[Critique] Vie privée : quand l’hybridité dilue le thriller psychologique

Caractéristiques

  • Titre : Vie Privée
  • Réalisateur(s) : Rebecca Zlotowski
  • Avec : Jodie Foster, Daniel Auteuil, Virginie Efira, Mathieu Amalric, Vincent Lacoste, Luàna Bajrami
  • Distributeur : Ad Vitam
  • Genre : Drame, Policier, Thriller
  • Pays : France
  • Durée : 105 minutes
  • Date de sortie : 26 novembre 2025
  • Acheter ou réserver des places : Cliquez ici
  • Note du critique : 5/10

Nouveau long-métrage co-écrit et réalisé par Rebecca Zlotowski (Les Enfants des autres), Vie Privée, sélection officielle du Festival de Cannes 2025 Hors Compétition raconte l’histoire de Lilian Steiner, une psychiatre reconnue. Quand elle apprend la mort de l’une de ses patientes, elle se persuade qu’il s’agit d’un meurtre. Troublée, elle décide de mener son enquête. Avons-nous là un bon thriller de la part de la réalisatrice ?
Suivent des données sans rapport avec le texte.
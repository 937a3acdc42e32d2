//! Commuting graph representation.
//!
//! # Data layout
//!
//! The graph is complete and small (tens of municipalities), so it is stored
//! as a dense row-major `n × n` minute matrix rather than adjacency lists.
//! The matrix is symmetric and its diagonal carries the intra-municipality
//! travel constant.  The triangle inequality is *not* assumed — weights come
//! from measured commuting times, and a detour through a third municipality
//! may well be faster than the direct edge.
//!
//! A parallel matrix of traversal counters records how often each edge was
//! actually travelled during a run; both mirror cells are bumped so either
//! orientation can be queried.

use hc_core::time::INTRA_MUN_TIME;
use hc_core::{HcError, HcResult, Minute, MunicipalityId};

/// Geographic position of a municipality (degrees).  Carried through from
/// the input for reporting; the simulation itself only reads edge weights.
#[derive(Copy, Clone, Debug, PartialEq)]
pub struct MunPosition {
    pub lat: f64,
    pub lon: f64,
}

/// Complete undirected commuting graph over municipalities.
#[derive(Clone, Debug)]
pub struct CommutingGraph {
    n: usize,
    positions: Vec<MunPosition>,
    /// Row-major symmetric minute matrix, diagonal = `INTRA_MUN_TIME`.
    weights: Vec<Minute>,
    /// Traversal counters, same layout as `weights`.
    travels: Vec<u32>,
}

impl CommutingGraph {
    /// Build from positions and a full minute matrix.
    ///
    /// Validates shape, symmetry, non-negative weights, and the diagonal.
    pub fn from_matrix(
        positions: Vec<MunPosition>,
        matrix: &[Vec<Minute>],
    ) -> HcResult<CommutingGraph> {
        let n = positions.len();
        if matrix.len() != n || matrix.iter().any(|row| row.len() != n) {
            return Err(HcError::InvalidInput(format!(
                "commuting matrix must be {n}×{n} to match {n} municipalities"
            )));
        }

        let mut weights = vec![0; n * n];
        for (i, row) in matrix.iter().enumerate() {
            for (j, &w) in row.iter().enumerate() {
                if w < 0 {
                    return Err(HcError::InvalidInput(format!(
                        "negative commuting time {w} between {i} and {j}"
                    )));
                }
                if matrix[j][i] != w {
                    return Err(HcError::InvalidInput(format!(
                        "commuting matrix is not symmetric at ({i}, {j})"
                    )));
                }
                if i == j && w != INTRA_MUN_TIME {
                    return Err(HcError::InvalidInput(format!(
                        "diagonal entry {w} at {i}; expected {INTRA_MUN_TIME}"
                    )));
                }
                weights[i * n + j] = w;
            }
        }

        Ok(CommutingGraph {
            n,
            positions,
            weights,
            travels: vec![0; n * n],
        })
    }

    pub fn municipality_count(&self) -> usize {
        self.n
    }

    pub fn position(&self, mun: MunicipalityId) -> MunPosition {
        self.positions[mun.index()]
    }

    /// Travel time between two municipalities, in minutes.
    ///
    /// # Panics
    /// Panics if either index is out of range.
    #[inline]
    pub fn travel_time(&self, from: MunicipalityId, to: MunicipalityId) -> Minute {
        self.weights[from.index() * self.n + to.index()]
    }

    /// `true` for a self-loop (movement inside one municipality).
    #[inline]
    pub fn is_intra(&self, from: MunicipalityId, to: MunicipalityId) -> bool {
        from == to
    }

    /// Record one completed traversal of the edge (both mirror cells).
    pub fn record_travel(&mut self, from: MunicipalityId, to: MunicipalityId) {
        let (i, j) = (from.index(), to.index());
        self.travels[i * self.n + j] += 1;
        if i != j {
            self.travels[j * self.n + i] += 1;
        }
    }

    /// How many times the edge has been traversed this run.
    pub fn n_travels(&self, from: MunicipalityId, to: MunicipalityId) -> u32 {
        self.travels[from.index() * self.n + to.index()]
    }

    /// Iterator over all municipality IDs.
    pub fn municipalities(&self) -> impl Iterator<Item = MunicipalityId> + '_ {
        (0..self.n).map(MunicipalityId::from_index)
    }
}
Des acteurs convaincants dans un récit tiraillé

Vie privée, sur le papier, avait tout pour intriguer : un thriller psychologique feutré, une psychiatre lancée dans une enquête intime, et surtout la présence inattendue de Jodie Foster dans un rôle principal entièrement en français – on l’avait également vue dans un rôle secondaire marquant dans Un Long Dimanche de Fiançailles de Jean-Pierre Jeunet en 2004. Le résultat, pourtant, laisse une impression contrastée. Nous sommes face à une œuvre ambitieuse, élégante par moments, mais dont les choix de mise en scène et l’hybridité assumée finissent par diluer l’impact émotionnel et narratif.

Le film suit Lilian Steiner, psychiatre reconnue, qui apprend la mort de l’une de ses patientes. Bien que la police conclue rapidement à un suicide, Lilian refuse cette version et mène sa propre enquête, oscillant entre intuition, obsession et transgression professionnelle. Une excellente idée de départ, qui crée immédiatement une tension entre la rigueur clinique et le trouble intérieur d’une femme qui connaît trop bien les zones d’ombre de l’esprit humain.
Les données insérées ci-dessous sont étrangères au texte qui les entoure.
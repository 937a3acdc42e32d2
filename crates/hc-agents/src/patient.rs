//! The `Patient` agent.
//!
//! Patients are passive between events: each minute inside their activity
//! window they may request a new visit, cancel one scheduled visit, or
//! cancel everything and leave the roster.  Event probabilities are the
//! per-tick values derived at model build; draws are modulated so the later
//! weekdays see more churn.
//!
//! Preferences are derived, not stored: the operators and start times a
//! patient "prefers" are whoever served (or was proposed for) their visits
//! most often so far.

use rustc_hash::FxHashMap;

use tracing::debug;

use hc_core::time::{MIN_NOTICE, PAT_DAY_END, PAT_DAY_START, TIME_UNIT};
use hc_core::{Day, Minute, MunicipalityId, OperatorId, PatientId, VisitId};
use hc_schedule::{StateKind, VisitSpec, VisitStore};

use crate::ctx::{day_adjustment, WorldCtx};
use crate::operator::{Operator, OperatorState};

// ── Patient ───────────────────────────────────────────────────────────────────

#[derive(Clone, Debug)]
pub struct Patient {
    pub id: PatientId,
    pub municipality: MunicipalityId,
    /// Premium patients only ever request skill-1 visits.
    pub premium: bool,
    pub assigned_operator: Option<OperatorId>,
    pub newly_generated: bool,

    // ── Stats ─────────────────────────────────────────────────────────────
    pub newly_generated_visits: u32,
    pub is_removed: bool,
}

impl Patient {
    pub fn new(
        id: PatientId,
        municipality: MunicipalityId,
        premium: bool,
        assigned_operator: Option<OperatorId>,
        newly_generated: bool,
    ) -> Patient {
        Patient {
            id,
            municipality,
            premium,
            assigned_operator,
            newly_generated,
            newly_generated_visits: 0,
            is_removed: false,
        }
    }

    // ── Preferences ───────────────────────────────────────────────────────

    /// Operators historically tied to this patient's visits (scheduled
    /// operator where placed, proposed operator otherwise), sorted by
    /// descending frequency.  Ties break on ascending operator ID, making
    /// the ordering an explicit policy rather than an accident of tallying.
    pub fn preferred_operators(&self, visits: &VisitStore) -> Vec<OperatorId> {
        let mut tally: FxHashMap<OperatorId, u32> = FxHashMap::default();
        for v in visits.of_patient(self.id) {
            let op = match v.placement() {
                Some(p) => Some(p.sched.operator),
                None => v.proposed_operator,
            };
            if let Some(op) = op {
                *tally.entry(op).or_insert(0) += 1;
            }
        }
        let mut ranked: Vec<(OperatorId, u32)> = tally.into_iter().collect();
        ranked.sort_by(|a, b| b.1.cmp(&a.1).then(a.0.cmp(&b.0)));
        ranked.into_iter().map(|(op, _)| op).collect()
    }

    /// Proposed start times of this patient's visits, sorted by descending
    /// frequency (ties on ascending time).
    pub fn preferred_start_times(&self, visits: &VisitStore) -> Vec<Minute> {
        let mut tally: FxHashMap<Minute, u32> = FxHashMap::default();
        for v in visits.of_patient(self.id) {
            *tally.entry(v.proposed_start).or_insert(0) += 1;
        }
        let mut ranked: Vec<(Minute, u32)> = tally.into_iter().collect();
        ranked.sort_by(|a, b| b.1.cmp(&a.1).then(a.0.cmp(&b.0)));
        ranked.into_iter().map(|(t, _)| t).collect()
    }

    // ── Visit generation ──────────────────────────────────────────────────

    fn select_skill(&self, ctx: &mut WorldCtx) -> u8 {
        if self.premium {
            1
        } else if ctx.rng.gen_bool(ctx.params.high_skill_probability) {
            1
        } else {
            0
        }
    }

    /// Weighted draw from the live duration distribution (of the common
    /// skill-0 pool, which defines the catalogue of offered durations).
    fn select_duration(&self, ctx: &mut WorldCtx) -> Option<Minute> {
        let distr = ctx.visits.duration_distribution(0);
        if distr.is_empty() {
            return None;
        }
        let roll: f64 = ctx.rng.random();
        let mut acc = 0.0;
        for &(duration, p) in &distr {
            acc += p;
            if roll < acc {
                return Some(duration);
            }
        }
        distr.last().map(|&(d, _)| d)
    }

    /// A start time on `day`: a preferred time if one is still reachable,
    /// otherwise a uniformly random grid slot.
    fn select_start_time(&self, duration: Minute, day: Day, ctx: &mut WorldCtx) -> Option<Minute> {
        let earliest = if day == ctx.clock.day && ctx.clock.time > PAT_DAY_START {
            ctx.clock.time
        } else {
            PAT_DAY_START
        };

        for pst in self.preferred_start_times(ctx.visits) {
            if pst >= earliest {
                return Some(pst);
            }
        }

        // Grid rounding: ceiling for the earliest feasible slot, floor for
        // the latest.
        let first_slot = hc_core::time::ceil_to_grid(earliest) / TIME_UNIT;
        let last_slot = (PAT_DAY_END - duration) / TIME_UNIT;
        match first_slot.cmp(&last_slot) {
            std::cmp::Ordering::Greater => None,
            std::cmp::Ordering::Equal => Some(first_slot * TIME_UNIT),
            std::cmp::Ordering::Less => {
                let slot = ctx.rng.gen_range(first_slot..last_slot);
                Some(slot * TIME_UNIT)
            }
        }
    }

    /// Pick a (day, start) among the remaining days without a proposed
    /// visit, trying days in random order.
    fn select_slot(&self, duration: Minute, ctx: &mut WorldCtx) -> Option<(Day, Minute)> {
        let mut candidate_days: Vec<Day> = (ctx.clock.day..ctx.params.n_days)
            .filter(|&d| {
                !ctx.visits
                    .of_patient(self.id)
                    .any(|v| v.proposed_day == d)
            })
            .collect();
        if candidate_days.is_empty() {
            return None;
        }
        ctx.rng.shuffle(&mut candidate_days);

        for day in candidate_days {
            if let Some(start) = self.select_start_time(duration, day, ctx) {
                return Some((day, start));
            }
        }
        None
    }

    /// Spawn a new NOT_SCHEDULED visit request; false if no slot was free.
    pub fn generate_new_visit(&mut self, ctx: &mut WorldCtx) -> bool {
        let skill = self.select_skill(ctx);
        let Some(duration) = self.select_duration(ctx) else {
            return false;
        };
        let Some((day, start)) = self.select_slot(duration, ctx) else {
            debug!(patient = %self.id, "no free slot for a new visit");
            return false;
        };

        let id = ctx.visits.add_proposed(VisitSpec {
            patient: self.id,
            municipality: self.municipality,
            skill,
            day,
            start,
            end: start + duration,
            operator: None,
            newly_generated: true,
        });
        self.newly_generated_visits += 1;
        debug!(patient = %self.id, visit = %id, day, start, "new visit requested");
        true
    }

    // ── Cancellations ─────────────────────────────────────────────────────

    /// Scheduled visits far enough in the future to be cancellable.
    pub fn cancellable_visits(&self, ctx: &WorldCtx) -> Vec<VisitId> {
        ctx.visits
            .of_patient(self.id)
            .filter(|v| v.kind() == StateKind::Scheduled)
            .filter(|v| {
                let real = v.real();
                real.day > ctx.clock.day
                    || (real.day == ctx.clock.day
                        && real.start > ctx.clock.time + MIN_NOTICE)
            })
            .map(|v| v.id)
            .collect()
    }

    /// Cancel one random cancellable visit; false if none qualify.
    pub fn cancel_visit(&mut self, operators: &mut [Operator], ctx: &mut WorldCtx) -> bool {
        let candidates = self.cancellable_visits(ctx);
        let Some(&victim) = ctx.rng.choose(&candidates) else {
            return false;
        };
        debug!(patient = %self.id, visit = %victim, "cancelling visit");
        remove_visit(victim, operators, ctx);
        true
    }

    /// Cancel everything cancellable and leave the roster.
    pub fn cancel_all_visits(&mut self, operators: &mut [Operator], ctx: &mut WorldCtx) -> bool {
        let candidates = self.cancellable_visits(ctx);
        if candidates.is_empty() {
            return false;
        }
        debug!(patient = %self.id, count = candidates.len(), "cancelling all visits");
        for victim in candidates {
            remove_visit(victim, operators, ctx);
        }
        self.is_removed = true;
        true
    }

    // ── Step ──────────────────────────────────────────────────────────────

    /// Advance the patient by one minute: inside the activity window, draw
    /// the three independent event chances.
    pub fn step(&mut self, operators: &mut [Operator], ctx: &mut WorldCtx) {
        if self.is_removed || !ctx.clock.in_patient_window() {
            return;
        }
        let adj = day_adjustment(ctx.clock.day, ctx.params.n_days);

        if ctx.rng.random::<f64>() * adj < ctx.probs.new_visit {
            self.generate_new_visit(ctx);
        }

        if ctx.rng.random::<f64>() * adj < ctx.probs.single_cancellation {
            self.cancel_visit(operators, ctx);
        }

        if ctx.rng.random::<f64>() * adj < ctx.probs.all_cancellations {
            self.cancel_all_visits(operators, ctx);
        }
    }
}

// ── Population distributions ──────────────────────────────────────────────────

/// Normalized distribution of patients over municipalities (all patients on
/// the roster, including removed ones — they shaped the demand).
pub fn municipality_distribution(patients: &[Patient], n_municipalities: usize) -> Vec<f64> {
    let mut counts = vec![0.0; n_municipalities];
    for p in patients {
        counts[p.municipality.index()] += 1.0;
    }
    let total: f64 = counts.iter().sum();
    if total > 0.0 {
        for c in &mut counts {
            *c /= total;
        }
    }
    counts
}

/// `[P(non-premium), P(premium)]` over the roster.
pub fn premium_distribution(patients: &[Patient]) -> [f64; 2] {
    if patients.is_empty() {
        return [1.0, 0.0];
    }
    let premium = patients.iter().filter(|p| p.premium).count() as f64;
    let share = premium / patients.len() as f64;
    [1.0 - share, share]
}

// ── Removal ───────────────────────────────────────────────────────────────────

/// Move a visit to the removed book and, if it was today's work for an idle
/// or waiting operator, refresh that operator's aim.
pub fn remove_visit(id: VisitId, operators: &mut [Operator], ctx: &mut WorldCtx) {
    let (operator, day) = {
        let v = ctx.visits.visit(id);
        (v.real().operator, v.real().day)
    };
    ctx.visits.remove(id);

    if day == ctx.clock.day {
        let op = &mut operators[operator.index()];
        if matches!(op.state, OperatorState::Idle | OperatorState::Unavailable) {
            op.retrieve_next_visit(day, ctx.graph, ctx.visits, ctx.clock);
        }
    }
}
Jodie Foster apporte ici une vraie force : sa manière de composer une femme brillante et pourtant fragile donne au film son souffle. Chaque hésitation, chaque regard perdu, chaque décision irrationnelle trouve une justesse que le scénario n’atteint pas toujours. Autour d’elle, le casting est solide : Daniel Auteuil en ex-mari attentionné mais désabusé, Virginie Efira en patiente plus complexe qu’elle n’y paraît, Mathieu Amalric et Vincent Lacoste dans des seconds rôles correctement esquissés.

Mais, si la distribution en impose, le film ne leur offre pas toujours l’espace nécessaire pour exister au-delà de leur fonction narrative. On sent des pistes intéressantes, des tensions latentes, mais elles restent à l’état de suggestion. Ce qui frappe surtout, c’est le mélange des tons. Zlotowski a toujours su naviguer entre réalisme et stylisation esthétique, mais ici, l’équilibre semble difficile à maintenir.

image virginie effira vie privée
Copyright Jérôme Prébois

Un mélange de tons qui fragilise le récit

Vie privée alterne scènes de comédie presque burlesques, moments d’enquête plus classiques et séquences oniriques très appuyées. Sur le principe, cette hybridité pourrait enrichir le récit en reflétant l’état mental instable de la protagoniste. Dans les faits, elle crée plutôt des ruptures de rythme et casse parfois l’élan dramatique. On passe en quelques minutes d’un échange léger entre ex-époux à une scène d’hypnose immersive filmée comme un rêve éveillé, puis à un interrogatoire semi-policier. À force de multiplier les registres, le film peine à en imposer.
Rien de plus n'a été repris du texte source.